30. Started to watch another episode of Packed to the Rafters. 

31. Tried to remember what I was watching last week.

Was it Farscape? Or was that the week before?

32. Remembered what I watched.

The Slap. 

I remembered because of Gillian Jones. I remembered whatever it was; she was in it.

33. Glad to see that Jake (James Stewart) on Packed to the Rafters is now acting supportive of his mom (Mercia Deane-Johns) having a boyfriend.  

34. Wondered what is up with Jake's brother Alex (Kristian Schmid). In season two, he was the only one in that particular family that seemed well-adjusted. He seemed happy and had a good sense of humor.

Then he comes back from New Zealand with an attitude.

35. Learned why Alex is upset. In New Zealand, Alex had a girlfriend. They went on a few date and then she said she'd rather have him as a friend. Alex assumes it's because he has Cerebral Palsy.  So, now he's upset about having CP. But if the woman had a problem with him having CP, why did she go out with him in the first place?  It's not like he can hide the CP. It's quite obvious.

That's not to say CP didn't play a part in the rejection, but I'm guessing there were other factors.

36. Started to watch a Neighbours backstage video.

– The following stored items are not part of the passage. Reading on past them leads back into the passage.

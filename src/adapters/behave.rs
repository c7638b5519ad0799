// Formatter-based adapter for behave
//
// behave hands a formatter whole structural units (a feature and its
// scenarios) instead of raw per-test events. Units are buffered for the
// whole run and flattened once, in order, when the formatter closes.

use chrono::TimeDelta;
use std::str::FromStr;
use std::sync::{Arc, Mutex};
use tracing::{debug, info, warn};

use super::{Adapter, NativeOutcome, UNNAMED, flush_unfinished, unrecognized_message};
use crate::engine::EngineKind;
use crate::error::ObservationError;
use crate::state::{ResultEntity, ResultStore, TestStatus};
use crate::time::seconds_to_delta;

/// behave's `Status` values
#[derive(Debug, Clone, PartialEq, Eq)]
pub enum BehaveStatus {
    Passed,
    Failed,
    Skipped,
    Untested,
    Undefined,
    Pending,
    Executing,
    Error,
    HookError,
    Unknown(String),
}

impl FromStr for BehaveStatus {
    type Err = std::convert::Infallible;

    fn from_str(s: &str) -> Result<Self, Self::Err> {
        Ok(match s {
            "passed" => Self::Passed,
            "failed" => Self::Failed,
            "skipped" => Self::Skipped,
            "untested" => Self::Untested,
            "undefined" => Self::Undefined,
            "pending" | "pending_warn" => Self::Pending,
            "executing" => Self::Executing,
            "error" => Self::Error,
            "hook_error" => Self::HookError,
            other => Self::Unknown(other.to_string()),
        })
    }
}

impl NativeOutcome for BehaveStatus {
    fn classify(&self) -> TestStatus {
        match self {
            Self::Passed => TestStatus::Pass,
            Self::Skipped | Self::Untested => TestStatus::Skip,
            Self::Failed
            | Self::Undefined
            | Self::Pending
            | Self::Executing
            | Self::Error
            | Self::HookError
            | Self::Unknown(_) => TestStatus::Fail,
        }
    }

    fn unrecognized(&self) -> Option<&str> {
        match self {
            Self::Unknown(raw) => Some(raw),
            _ => None,
        }
    }
}

/// One executed step
#[derive(Debug, Clone, Default, PartialEq)]
pub struct Step {
    pub name: String,
    pub status: Option<BehaveStatus>,
    /// Seconds
    pub duration: Option<f64>,
    pub error_message: Option<String>,
}

/// A scenario as the formatter sees it once its feature is done
#[derive(Debug, Clone, Default, PartialEq)]
pub struct Scenario {
    pub name: Option<String>,
    pub status: Option<BehaveStatus>,
    pub tags: Vec<String>,
    pub steps: Vec<Step>,
    pub error_message: Option<String>,
}

impl Scenario {
    /// Reported status, or one derived from the steps when absent
    pub fn resolve_status(&self) -> Result<BehaveStatus, ObservationError> {
        if let Some(status) = &self.status {
            return Ok(status.clone());
        }

        let statuses: Vec<&BehaveStatus> =
            self.steps.iter().filter_map(|s| s.status.as_ref()).collect();
        if statuses.is_empty() {
            return Err(ObservationError::MissingField {
                field: "status",
                context: format!(
                    "scenario '{}'",
                    self.name.as_deref().unwrap_or(UNNAMED)
                ),
            });
        }

        if let Some(bad) = statuses.iter().find(|s| s.classify() == TestStatus::Fail) {
            return Ok((*bad).clone());
        }
        if statuses.iter().all(|s| **s == BehaveStatus::Passed) {
            return Ok(BehaveStatus::Passed);
        }
        Ok(BehaveStatus::Skipped)
    }

    /// Total of step durations, `None` when no step reported one
    pub fn duration(&self) -> Result<Option<TimeDelta>, ObservationError> {
        let mut durations = self.steps.iter().filter_map(|s| s.duration).peekable();
        if durations.peek().is_none() {
            return Ok(None);
        }
        durations
            .map(seconds_to_delta)
            .try_fold(TimeDelta::zero(), |acc, d| acc.checked_add(&d))
            .map(Some)
            .ok_or_else(|| ObservationError::Malformed {
                context: format!("scenario '{}'", self.name.as_deref().unwrap_or(UNNAMED)),
                reason: "step durations overflow".to_string(),
            })
    }

    /// First failing step's message, else the scenario-level one
    pub fn failure_message(&self) -> Option<String> {
        self.steps
            .iter()
            .filter(|s| {
                s.status
                    .as_ref()
                    .is_some_and(|st| st.classify() == TestStatus::Fail)
            })
            .find_map(|s| s.error_message.clone())
            .or_else(|| self.error_message.clone())
    }
}

/// A feature and its scenarios
#[derive(Debug, Clone, Default, PartialEq)]
pub struct Feature {
    pub name: Option<String>,
    pub scenarios: Vec<Scenario>,
}

/// `formatter.scenario(scenario)`: a scenario is about to run
#[derive(Debug, Clone, PartialEq, Eq)]
pub struct ScenarioStarted {
    pub feature: String,
    pub scenario: String,
}

/// Late access to the host's structural data
pub trait FeatureSource {
    fn features(&self) -> Result<Vec<Feature>, ObservationError>;
}

/// `"<feature> :: <scenario>"`
pub fn test_name(feature: &str, scenario: &str) -> String {
    format!("{} :: {}", feature, scenario)
}

/// Adapter driven by behave's formatter protocol
pub struct BehaveAdapter {
    store: Arc<ResultStore>,
    buffered: Mutex<Vec<Feature>>,
}

impl BehaveAdapter {
    pub fn new(store: Arc<ResultStore>) -> Self {
        Self {
            store,
            buffered: Mutex::new(Vec::new()),
        }
    }

    /// Number of features waiting for `finalize`
    pub fn buffered(&self) -> usize {
        self.lock_buffer().len()
    }

    /// Buffer every feature `source` can provide.
    ///
    /// A source that cannot be read is logged and contributes nothing.
    pub fn absorb(&self, source: &dyn FeatureSource) -> usize {
        match source.features() {
            Ok(features) => {
                let count = features.len();
                self.lock_buffer().extend(features);
                count
            }
            Err(e) => {
                warn!("Could not read behave features: {}", e);
                0
            }
        }
    }

    /// Absorb `source`, then flatten everything buffered
    pub fn finalize_from(&self, source: &dyn FeatureSource) {
        self.absorb(source);
        self.finalize();
    }

    fn lock_buffer(&self) -> std::sync::MutexGuard<'_, Vec<Feature>> {
        self.buffered.lock().unwrap_or_else(|e| e.into_inner())
    }

    fn flatten(&self, feature: &Feature) {
        let feature_name = feature.name.as_deref().unwrap_or_else(|| {
            warn!("Feature without a name, reporting its scenarios as {}", UNNAMED);
            UNNAMED
        });

        for scenario in &feature.scenarios {
            let scenario_name = scenario.name.as_deref().unwrap_or(UNNAMED);
            let name = test_name(feature_name, scenario_name);
            let now = self.store.now();
            let start = self.store.take_start(&name).unwrap_or(now);
            let end = match scenario.duration() {
                Ok(Some(duration)) => start.checked_add_signed(duration).unwrap_or_else(|| {
                    warn!("End of {} is out of range, using current time", name);
                    now
                }),
                Ok(None) => now,
                Err(e) => {
                    warn!("{}; using current time", e);
                    now
                }
            };

            let (status, observation) = match scenario.resolve_status() {
                Ok(status) => (status, None),
                Err(e) => {
                    warn!("{}; reporting as failed", e);
                    (BehaveStatus::Failed, Some(e.to_string()))
                }
            };
            let verdict = status.classify();
            let message = match verdict {
                TestStatus::Fail => scenario.failure_message().or(observation).or_else(|| {
                    status
                        .unrecognized()
                        .map(|raw| unrecognized_message(self.engine(), raw))
                }),
                TestStatus::Pass | TestStatus::Skip => None,
            };
            let tags = (!scenario.tags.is_empty()).then(|| scenario.tags.clone());

            debug!("Collected {} ({})", name, verdict);
            self.store
                .append(ResultEntity::new(name, verdict, start, end, message, tags));
        }
    }
}

impl Adapter for BehaveAdapter {
    type Start = ScenarioStarted;
    type Finish = Feature;

    fn engine(&self) -> EngineKind {
        EngineKind::Behave
    }

    fn on_start(&self, event: ScenarioStarted) {
        self.store
            .record_start(&test_name(&event.feature, &event.scenario));
    }

    fn on_finish(&self, feature: Feature) {
        self.lock_buffer().push(feature);
    }

    fn finalize(&self) {
        let features = std::mem::take(&mut *self.lock_buffer());
        if !features.is_empty() {
            let before = self.store.len();
            for feature in &features {
                self.flatten(feature);
            }
            info!(
                "Flattened {} feature(s) into {} result(s)",
                features.len(),
                self.store.len() - before
            );
        }

        // Scenarios whose feature never reached the formatter
        flush_unfinished(&self.store);
    }
}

This one is about Morgan Baker leaving.  I saw those episodes. When I first started watching, Callum was heading to America. Ramsey street had a good-bye party for him with American-themed decorations. 

37. Thought it was sweet that Baker's voice got a bit emotional when he said they were going to film his last scenes.

38. Wondered if Baker misses being on Neighbours.

39. Amazed at how much Ryan Moloney reminds me of my brother-in-law.  

40. Started to watch part two of the good-bye Morgan Baker video.

41. Thought it was a very good video. It was a nice mixture of sad and funny moments. 

The Neighbours cast really does seem to be made up of fun people.  

Although I do wonder why so many of them end up wanting to leave.

42. Remembered that some of the actors stay for a quite a long time.  

Maybe it's just about some people wanting and needing change.  

43. Hoped that some of the people who have left will return and not just for a brief guest appearance.